Os "Canadian Whites" e a Segunda Guerra Mundial
Durante a Segunda Guerra Mundial, restrições comerciais limitaram a importação de revistas dos Estados Unidos, o que impulsionou o sentido de urgência por uma indústria doméstica. Surgiram então os chamados "Canadian Whites", revistas em preto e branco que apresentavam histórias originais de heróis, como Nelvana of the Northern Lights, além de roteiros americanos redesenhados por artistas canadenses. Com o fim da guerra, a reabertura das importações e a implementação de censuras domésticas levaram ao declínio dessa indústria.
A Ascensão do Quadrinho Alternativo
A partir da década de 1970, as comunidades de pequena imprensa e quadrinhos alternativos cresceram significativamente. No final do século XX, autores como Dave Sim, com a obra Cerebus, e Chester Brown ganharam aclamação crítica e público internacional. A editora Drawn & Quarterly consolidou-se como uma das líderes mundiais na publicação de quadrinhos artísticos.
A Tradição Francófona: BDQ
No Canadá francês, as histórias em quadrinhos são conhecidas como BDQ (bande dessinée québécoise). A tradição de cartuns com balões de fala no Quebec remonta ao final do século XVIII.
Historicamente, a BDQ enfrentou dificuldades para competir com as importações estrangeiras devido ao tamanho reduzido do mercado interno. Contudo, a partir da década de 1970, houve um renascimento com a criação de revistas nativas, como Croc e Safarir. Embora representem uma parcela pequena das vendas totais na província, a BDQ ganhou força no século XXI.
Autores como Michel Rabagliati, Guy Delisle e a dupla Dubuc e Delaf alcançaram sucesso internacional, especialmente na Europa francófona. Editoras como Éditions Mille-Îles e La Pastèque tornaram-se referências na publicação doméstica contemporânea.
Desenvolvimento Histórico Inicial
Cartuns Políticos e Primeiras Publicações
Os primeiros exemplos de cartuns políticos no Canadá datam de 1759, com as obras do Brigadeiro-General George Townshend satirizando o General James Wolfe.

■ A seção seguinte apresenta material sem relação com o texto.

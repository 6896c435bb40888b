pub mod queries;
pub mod types;

pub use queries::{ListingFilter, ListingQueryBuilder};

use crate::{HousingError, Listing, Result, StoredListing};
use chrono::{DateTime, Utc};
use serde::{Deserialize, Serialize};
use sqlx::sqlite::{SqliteConnectOptions, SqliteJournalMode, SqlitePool, SqlitePoolOptions};
use std::path::Path;
use tracing::{debug, info, warn};
use types::DbTimestamp;

pub(crate) const LISTING_COLUMNS: &str = "id, address, source, price, bedrooms, bathrooms, category, \
     square_feet, move_in_date, listing_link AS url, scraped_at, first_seen_at, updated_at";

/// Row count and freshness of the listings table.
#[derive(Debug, Clone, Serialize, Deserialize, PartialEq)]
pub struct ScrapeMetadata {
    pub total_listings: i64,
    pub last_updated: Option<DateTime<Utc>>,
}

#[derive(Clone, Debug)]
pub struct Database {
    pool: SqlitePool,
}

impl Database {
    pub async fn new(db_path: impl AsRef<Path>) -> Result<Self> {
        let db_path = db_path.as_ref();

        if let Some(parent) = db_path.parent() {
            if !parent.as_os_str().is_empty() {
                std::fs::create_dir_all(parent)?;
            }
        }

        let options = SqliteConnectOptions::new()
            .filename(db_path)
            .create_if_missing(true)
            .journal_mode(SqliteJournalMode::Wal);

        let pool = SqlitePoolOptions::new()
            .max_connections(5)
            .connect_with(options)
            .await?;

        let db = Self { pool };
        db.migrate().await?;
        info!(path = %db_path.display(), "Listing store ready");

        Ok(db)
    }

    pub fn pool(&self) -> &SqlitePool {
        &self.pool
    }

    pub async fn migrate(&self) -> Result<()> {
        debug!("Running database migrations");

        sqlx::query(
            r#"
            CREATE TABLE IF NOT EXISTS listings (
                id INTEGER PRIMARY KEY AUTOINCREMENT,
                address TEXT NOT NULL,
                source TEXT NOT NULL,
                price INTEGER,
                bedrooms INTEGER,
                bathrooms REAL,
                category TEXT NOT NULL DEFAULT 'Residential',
                square_feet INTEGER,
                move_in_date TEXT,
                listing_link TEXT,
                scraped_at TEXT NOT NULL,
                first_seen_at TEXT NOT NULL,
                updated_at TEXT NOT NULL,
                UNIQUE(address, source)
            )
            "#,
        )
        .execute(&self.pool)
        .await?;

        // Databases written before first-seen tracking lack the column.
        let has_first_seen: i32 = sqlx::query_scalar(
            r#"
            SELECT COUNT(*) FROM pragma_table_info('listings')
            WHERE name='first_seen_at'
            "#,
        )
        .fetch_one(&self.pool)
        .await?;

        if has_first_seen == 0 {
            debug!("Adding first_seen_at column to listings table");
            sqlx::query(
                r#"
                ALTER TABLE listings
                ADD COLUMN first_seen_at TEXT NOT NULL DEFAULT ''
                "#,
            )
            .execute(&self.pool)
            .await?;

            sqlx::query(
                r#"
                UPDATE listings
                SET first_seen_at = scraped_at
                WHERE first_seen_at = ''
                "#,
            )
            .execute(&self.pool)
            .await?;
        }

        sqlx::query("CREATE INDEX IF NOT EXISTS idx_listings_updated_at ON listings(updated_at)")
            .execute(&self.pool)
            .await?;

        Ok(())
    }

    /// Insert or overwrite every listing under `source`, stamped with the current time.
    pub async fn upsert_listings(&self, listings: &[Listing], source: &str) -> Result<usize> {
        self.upsert_listings_at(listings, source, Utc::now()).await
    }

    pub async fn upsert_listings_at(
        &self,
        listings: &[Listing],
        source: &str,
        now: DateTime<Utc>,
    ) -> Result<usize> {
        let now = DbTimestamp::from(now).to_sql();
        let (storable, blank): (Vec<&Listing>, Vec<&Listing>) = listings
            .iter()
            .partition(|listing| !listing.address.trim().is_empty());
        if !blank.is_empty() {
            warn!(source, skipped = blank.len(), "Skipping listings without an address");
        }

        let mut tx = self.pool.begin().await?;

        for listing in &storable {

            sqlx::query(
                r#"
                INSERT INTO listings (
                    address, source, price, bedrooms, bathrooms,
                    category, square_feet, move_in_date, listing_link,
                    scraped_at, first_seen_at, updated_at
                )
                VALUES (?, ?, ?, ?, ?, ?, ?, ?, ?, ?, ?, ?)
                ON CONFLICT(address, source) DO UPDATE SET
                    price = excluded.price,
                    bedrooms = excluded.bedrooms,
                    bathrooms = excluded.bathrooms,
                    category = excluded.category,
                    square_feet = excluded.square_feet,
                    move_in_date = excluded.move_in_date,
                    listing_link = excluded.listing_link,
                    scraped_at = excluded.scraped_at,
                    updated_at = excluded.updated_at
                "#,
            )
            .bind(&listing.address)
            .bind(source)
            .bind(listing.price)
            .bind(listing.bedrooms)
            .bind(listing.bathrooms)
            .bind(listing.category)
            .bind(listing.square_feet)
            .bind(&listing.move_in_date)
            .bind(&listing.listing_link)
            .bind(DbTimestamp::from(listing.scraped_at).to_sql())
            .bind(&now)
            .bind(&now)
            .execute(&mut *tx)
            .await?;
        }

        tx.commit().await?;
        debug!(source, count = storable.len(), "Upserted listings");

        Ok(storable.len())
    }

    /// Every stored listing, most recently updated first.
    pub async fn get_all_listings(&self) -> Result<Vec<StoredListing>> {
        let listings = sqlx::query_as::<_, StoredListing>(&format!(
            "SELECT {} FROM listings ORDER BY updated_at DESC, id DESC",
            LISTING_COLUMNS
        ))
        .fetch_all(&self.pool)
        .await?;

        Ok(listings)
    }

    pub async fn list_listings(&self, filter: &ListingFilter) -> Result<Vec<StoredListing>> {
        ListingQueryBuilder::new()
            .with_source(filter.source.as_deref())
            .with_price_range(filter.min_price, filter.max_price)
            .with_min_bedrooms(filter.min_bedrooms)
            .with_category(filter.category)
            .order_by_recent()
            .with_limit(filter.limit)
            .execute(&self.pool)
            .await
    }

    pub async fn get_metadata(&self) -> Result<ScrapeMetadata> {
        let (total_listings, last_updated): (i64, Option<String>) =
            sqlx::query_as("SELECT COUNT(*), MAX(updated_at) FROM listings")
                .fetch_one(&self.pool)
                .await?;

        let last_updated = last_updated
            .map(|text| {
                DbTimestamp::from_rfc3339(&text)
                    .map(|ts| *ts.datetime())
                    .map_err(|e| HousingError::Database(sqlx::Error::Decode(Box::new(e))))
            })
            .transpose()?;

        Ok(ScrapeMetadata {
            total_listings,
            last_updated,
        })
    }

    /// Check database integrity
    pub async fn check_integrity(&self) -> Result<Vec<String>> {
        let mut issues = Vec::new();

        let integrity_check: Vec<String> = sqlx::query_scalar("PRAGMA integrity_check")
            .fetch_all(&self.pool)
            .await?;

        if integrity_check.len() != 1 || integrity_check[0] != "ok" {
            issues.extend(integrity_check);
        }

        let duplicates: Vec<(String, String, i64)> = sqlx::query_as(
            "SELECT address, source, COUNT(*) as count
             FROM listings
             GROUP BY address, source
             HAVING count > 1",
        )
        .fetch_all(&self.pool)
        .await?;

        for (address, source, count) in duplicates {
            issues.push(format!(
                "Found {} duplicate entries for {} from {}",
                count, address, source
            ));
        }

        Ok(issues)
    }
}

A regularidade nas publicações começou com a revista Punch in Canada, lançada em Montreal em 1849 por John Henry Walker, inspirada na publicação britânica homônima.
Posteriormente, a Canadian Illustrated News (1869) e a revista de humor Grip (1873), fundada por John Wilson Bengough, tornaram-se influentes. Bengough utilizou seus cartuns para criticar figuras políticas como o Primeiro-Ministro John A. Macdonald e o líder Métis Louis Riel. Enquanto Bengough foi a figura mais influente do período pré-século XX, Henri Julien é frequentemente citado como o artista mais talentoso, tendo trabalhado no Montreal Star como o primeiro cartunista de jornal em tempo integral no país.

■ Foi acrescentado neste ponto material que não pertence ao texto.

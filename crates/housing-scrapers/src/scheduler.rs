use async_trait::async_trait;
use futures::FutureExt;
use housing_core::{Database, Result};
use std::panic::AssertUnwindSafe;
use std::sync::Arc;
use std::time::Duration;
use tokio::task::JoinHandle;
use tokio_util::sync::CancellationToken;
use tracing::{error, info, warn};

use crate::orchestrator::{panic_message, Orchestrator};

/// Work the scheduler repeats.
#[async_trait]
pub trait ScheduledRun: Send + Sync {
    async fn run(&self) -> Result<()>;
}

/// Sequential scrape of every source into the store.
pub struct OrchestratorJob {
    orchestrator: Arc<Orchestrator>,
    db: Database,
}

impl OrchestratorJob {
    pub fn new(orchestrator: Arc<Orchestrator>, db: Database) -> Self {
        Self { orchestrator, db }
    }
}

#[async_trait]
impl ScheduledRun for OrchestratorJob {
    async fn run(&self) -> Result<()> {
        let summary = self.orchestrator.run_all_to_db(&self.db).await?;
        summary.ensure_persisted()
    }
}

/// Background loop: run, wait `interval`, run again, until shut down.
///
/// Runs never overlap. Shutdown interrupts both the wait and a run in
/// progress; an interrupted run is dropped where it stands.
pub struct Scheduler {
    cancel: CancellationToken,
    handle: JoinHandle<()>,
}

impl Scheduler {
    pub fn start(job: Arc<dyn ScheduledRun>, interval: Duration) -> Self {
        let cancel = CancellationToken::new();
        info!(interval_secs = interval.as_secs(), "Starting scheduler");
        let handle = tokio::spawn(run_loop(job, interval, cancel.clone()));
        Self { cancel, handle }
    }

    pub fn is_running(&self) -> bool {
        !self.handle.is_finished()
    }

    pub async fn shutdown(self) {
        self.cancel.cancel();
        if let Err(e) = self.handle.await {
            warn!(error = %e, "Scheduler task ended abnormally");
        }
        info!("Scheduler stopped");
    }
}

async fn run_loop(job: Arc<dyn ScheduledRun>, interval: Duration, cancel: CancellationToken) {
    loop {
        let run = AssertUnwindSafe(job.run()).catch_unwind();
        tokio::select! {
            biased;
            _ = cancel.cancelled() => {
                info!("Scheduler cancelled during run");
                return;
            }
            outcome = run => match outcome {
                Ok(Ok(())) => {}
                Ok(Err(e)) => error!(error = %e, "Scheduled run failed"),
                Err(panic) => error!(panic = %panic_message(&panic), "Scheduled run panicked"),
            }
        }

        tokio::select! {
            biased;
            _ = cancel.cancelled() => return,
            _ = tokio::time::sleep(interval) => {}
        }
    }
}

Contribuições de Expatriados
Palmer Cox, um canadense radicado nos Estados Unidos, criou The Brownies, um fenômeno comercial cujos livros venderam milhões de cópias. Cox iniciou uma tira de quadrinhos em 1898, sendo um dos primeiros exemplos de tiras em língua inglesa a utilizar balões de fala de forma consistente até 1907.
Perguntas frequentes
O que eram os 'Canadian Whites'?
Eram revistas em quadrinhos produzidas no Canadá durante a Segunda Guerra Mundial. Devido a restrições de importação de materiais dos EUA, a indústria doméstica floresceu, criando heróis originais e redesenhando roteiros americanos em preto e branco.

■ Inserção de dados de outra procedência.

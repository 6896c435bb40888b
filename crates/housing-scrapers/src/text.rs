//! Free-text heuristics shared by the extractors.
//!
//! Listing markup is not under our control, so numeric fields are pulled out
//! of whatever text a node happens to contain.

use housing_core::{Category, HousingError, Result};
use regex::Regex;
use scraper::{ElementRef, Selector};
use std::sync::LazyLock;
use url::Url;

static DOLLAR_PRICE: LazyLock<Regex> = LazyLock::new(|| Regex::new(r"\$\s?(\d[\d,]*)").unwrap());
static FIRST_NUMBER: LazyLock<Regex> = LazyLock::new(|| Regex::new(r"\d[\d,]*").unwrap());
static FIRST_DECIMAL: LazyLock<Regex> = LazyLock::new(|| Regex::new(r"\d+(?:\.\d+)?").unwrap());
static STUDIO: LazyLock<Regex> = LazyLock::new(|| Regex::new(r"(?i)studio").unwrap());
static BEDROOMS: LazyLock<Regex> =
    LazyLock::new(|| Regex::new(r"(?i)(\d+)\s*(?:bedroom|bed|br|bd)").unwrap());
static BATHROOMS: LazyLock<Regex> =
    LazyLock::new(|| Regex::new(r"(?i)(\d+(?:\.\d+)?)\s*(?:bathroom|bath|ba)").unwrap());
static COMMERCIAL: LazyLock<Regex> = LazyLock::new(|| Regex::new(r"(?i)office|commercial").unwrap());
static STORAGE: LazyLock<Regex> = LazyLock::new(|| Regex::new(r"(?i)storage").unwrap());
static STREET_ADDRESS: LazyLock<Regex> = LazyLock::new(|| {
    Regex::new(
        r"\d+\s+[A-Z][a-z]+(?:\s+[A-Z][a-z]+)?\s+(?:Street|St|Avenue|Ave|Road|Rd|Drive|Dr|Lane|Ln|Boulevard|Blvd|Way|Court|Ct)\b",
    )
    .unwrap()
});
static NUMBER_THEN_CAPITAL: LazyLock<Regex> = LazyLock::new(|| Regex::new(r"\d+\s+[A-Z]").unwrap());
static STREET_LINE: LazyLock<Regex> = LazyLock::new(|| Regex::new(r"^\d+[A-Za-z]?\s+[A-Za-z]").unwrap());
static DOLLAR_AMOUNT: LazyLock<Regex> = LazyLock::new(|| Regex::new(r"\$\d+").unwrap());
static ROOM_KEYWORD: LazyLock<Regex> =
    LazyLock::new(|| Regex::new(r"(?i)bedroom|bathroom|bed|bath").unwrap());
static ROOM_WORD: LazyLock<Regex> = LazyLock::new(|| Regex::new(r"(?i)bedroom|bathroom").unwrap());
static AREA_KEYWORD: LazyLock<Regex> =
    LazyLock::new(|| Regex::new(r"(?i)sq\s*ft|square\s*feet").unwrap());

const STREET_SUFFIXES: &[&str] = &[
    "st", "street", "ave", "avenue", "rd", "road", "dr", "drive", "ln", "lane", "blvd",
    "boulevard", "way", "ct", "court", "pl", "place", "cir", "circle", "ter", "terrace",
];

pub fn selector(pattern: &str) -> Result<Selector> {
    Selector::parse(pattern).map_err(|e| HousingError::Selector(format!("{}: {}", pattern, e)))
}

/// Rendered text of an element with whitespace collapsed.
pub fn inner_text(element: ElementRef<'_>) -> String {
    element
        .text()
        .flat_map(str::split_whitespace)
        .collect::<Vec<_>>()
        .join(" ")
}

pub fn select_text(element: ElementRef<'_>, selector: &Selector) -> Option<String> {
    element
        .select(selector)
        .next()
        .map(inner_text)
        .filter(|text| !text.is_empty())
}

pub fn absolute_link(base: &Url, href: &str) -> Option<String> {
    let href = href.trim();
    if href.is_empty() || href.starts_with('#') || href.starts_with("javascript:") {
        return None;
    }
    base.join(href).ok().map(String::from)
}

fn parse_grouped(digits: &str) -> Option<i64> {
    digits.replace(',', "").parse().ok()
}

/// First `$`-prefixed amount, commas stripped.
pub fn parse_dollar_price(text: &str) -> Option<i64> {
    DOLLAR_PRICE
        .captures(text)
        .and_then(|caps| parse_grouped(&caps[1]))
}

/// First digit group in the text, for nodes that only hold one quantity.
pub fn parse_first_number(text: &str) -> Option<i64> {
    FIRST_NUMBER.find(text).and_then(|m| parse_grouped(m.as_str()))
}

pub fn parse_first_decimal(text: &str) -> Option<f64> {
    FIRST_DECIMAL.find(text).and_then(|m| m.as_str().parse().ok())
}

pub fn is_studio(text: &str) -> bool {
    STUDIO.is_match(text)
}

/// Bedroom count from free text; "studio" anywhere means 0.
pub fn parse_bedrooms(text: &str) -> Option<i32> {
    if is_studio(text) {
        return Some(0);
    }
    BEDROOMS
        .captures(text)
        .and_then(|caps| caps[1].parse().ok())
}

/// Bedroom count from a node that holds only the bedroom figure.
pub fn parse_bedroom_field(text: &str) -> Option<i32> {
    if is_studio(text) {
        return Some(0);
    }
    parse_first_number(text).and_then(|n| i32::try_from(n).ok())
}

pub fn parse_bathrooms(text: &str) -> Option<f64> {
    BATHROOMS
        .captures(text)
        .and_then(|caps| caps[1].parse().ok())
}

pub fn infer_category(text: &str) -> Category {
    if COMMERCIAL.is_match(text) {
        Category::Commercial
    } else if STORAGE.is_match(text) {
        Category::Storage
    } else {
        Category::Residential
    }
}

pub fn find_street_address(text: &str) -> Option<String> {
    STREET_ADDRESS.find(text).map(|m| m.as_str().trim().to_string())
}

pub fn starts_with_street_number(text: &str) -> bool {
    STREET_LINE.is_match(text.trim())
}

pub fn has_number_then_capital(text: &str) -> bool {
    NUMBER_THEN_CAPITAL.is_match(text)
}

/// Weak signal: any one listing-ish token.
pub fn looks_like_listing(text: &str) -> bool {
    NUMBER_THEN_CAPITAL.is_match(text)
        || DOLLAR_AMOUNT.is_match(text)
        || ROOM_KEYWORD.is_match(text)
        || AREA_KEYWORD.is_match(text)
}

/// Strong signal: a street address plus a price or room count.
pub fn strongly_looks_like_listing(text: &str) -> bool {
    STREET_ADDRESS.is_match(text) && (DOLLAR_AMOUNT.is_match(text) || ROOM_WORD.is_match(text))
}

/// Address fields recovered from a listing URL slug such as
/// `6565-del-playa-dr-unit-b-isla-vista-ca-93117`.
#[derive(Debug, Clone, PartialEq, Eq)]
pub struct SlugAddress {
    pub number: String,
    pub street: String,
    pub unit: Option<String>,
    pub city: String,
    pub state: String,
    pub zip: String,
}

impl SlugAddress {
    pub fn street_line(&self) -> String {
        match &self.unit {
            Some(unit) => format!("{} {} Unit {}", self.number, self.street, unit),
            None => format!("{} {}", self.number, self.street),
        }
    }

    pub fn full(&self) -> String {
        format!("{}, {}, {} {}", self.street_line(), self.city, self.state, self.zip)
    }
}

fn title_case(words: &[&str]) -> String {
    words
        .iter()
        .map(|word| {
            let mut chars = word.chars();
            match chars.next() {
                Some(first) => first.to_uppercase().chain(chars).collect(),
                None => String::new(),
            }
        })
        .collect::<Vec<_>>()
        .join(" ")
}

/// Parse `<number>-<street-words>[-unit-<unit>]-<city>-<state>-<zip>` out of
/// the last path segment of `link`. `known_city` disambiguates where the
/// street ends and the city begins; without it the last street suffix wins.
pub fn parse_address_slug(link: &str, known_city: Option<&str>) -> Option<SlugAddress> {
    let url = Url::parse(link).ok()?;
    let slug = url
        .path_segments()?
        .filter(|segment| !segment.is_empty())
        .last()?
        .to_lowercase();
    let tokens: Vec<&str> = slug.split('-').filter(|t| !t.is_empty()).collect();
    if tokens.len() < 5 {
        return None;
    }

    let zip = tokens[tokens.len() - 1];
    let state = tokens[tokens.len() - 2];
    let number = tokens[0];
    if zip.len() != 5 || !zip.chars().all(|c| c.is_ascii_digit()) {
        return None;
    }
    if state.len() != 2 || !state.chars().all(|c| c.is_ascii_alphabetic()) {
        return None;
    }
    if !number.starts_with(|c: char| c.is_ascii_digit()) {
        return None;
    }

    let before_state = &tokens[1..tokens.len() - 2];
    let city_start = match known_city {
        Some(city) => {
            let city = city.to_lowercase();
            let city_tokens: Vec<&str> = city.split_whitespace().collect();
            if before_state.len() > city_tokens.len() && before_state.ends_with(&city_tokens) {
                before_state.len() - city_tokens.len()
            } else {
                return None;
            }
        }
        None => {
            let last_suffix = before_state
                .iter()
                .rposition(|t| STREET_SUFFIXES.contains(t))?;
            let unit_end = (last_suffix + 1).max(unit_boundary(before_state).unwrap_or(0));
            if unit_end >= before_state.len() {
                return None;
            }
            unit_end
        }
    };

    let street_tokens = &before_state[..city_start];
    let city_tokens = &before_state[city_start..];
    let (street, unit) = match street_tokens.iter().rposition(|t| *t == "unit") {
        Some(pos) if pos > 0 && pos + 1 < street_tokens.len() => (
            &street_tokens[..pos],
            Some(street_tokens[pos + 1..].join("-").to_uppercase()),
        ),
        _ => (street_tokens, None),
    };
    if street.is_empty() || city_tokens.is_empty() {
        return None;
    }

    Some(SlugAddress {
        number: number.to_uppercase(),
        street: title_case(street),
        unit,
        city: title_case(city_tokens),
        state: state.to_uppercase(),
        zip: zip.to_string(),
    })
}

/// Index just past a `unit-<u>` pair, if the slug has one.
fn unit_boundary(tokens: &[&str]) -> Option<usize> {
    tokens
        .iter()
        .rposition(|t| *t == "unit")
        .filter(|pos| pos + 1 < tokens.len())
        .map(|pos| pos + 2)
}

Qual a diferença entre a cultura de quadrinhos inglesa e francesa no Canadá?
A cultura de língua inglesa tende a seguir as tendências do mercado norte-americano (EUA), enquanto a cultura de língua francesa (BDQ) segue a tradição franco-belga de álbuns e arte sequencial.
Quem foi John Wilson Bengough?
Foi o fundador da revista de humor 'Grip' em 1873 e um dos cartunistas políticos mais influentes do Canadá antes do século XX, conhecido por suas críticas ao governo e a figuras públicas.
O que é a BDQ?
BDQ é a sigla para 'bande dessinée québécoise', referindo-se às histórias em quadrinhos produzidas no Quebec e no Canadá francês.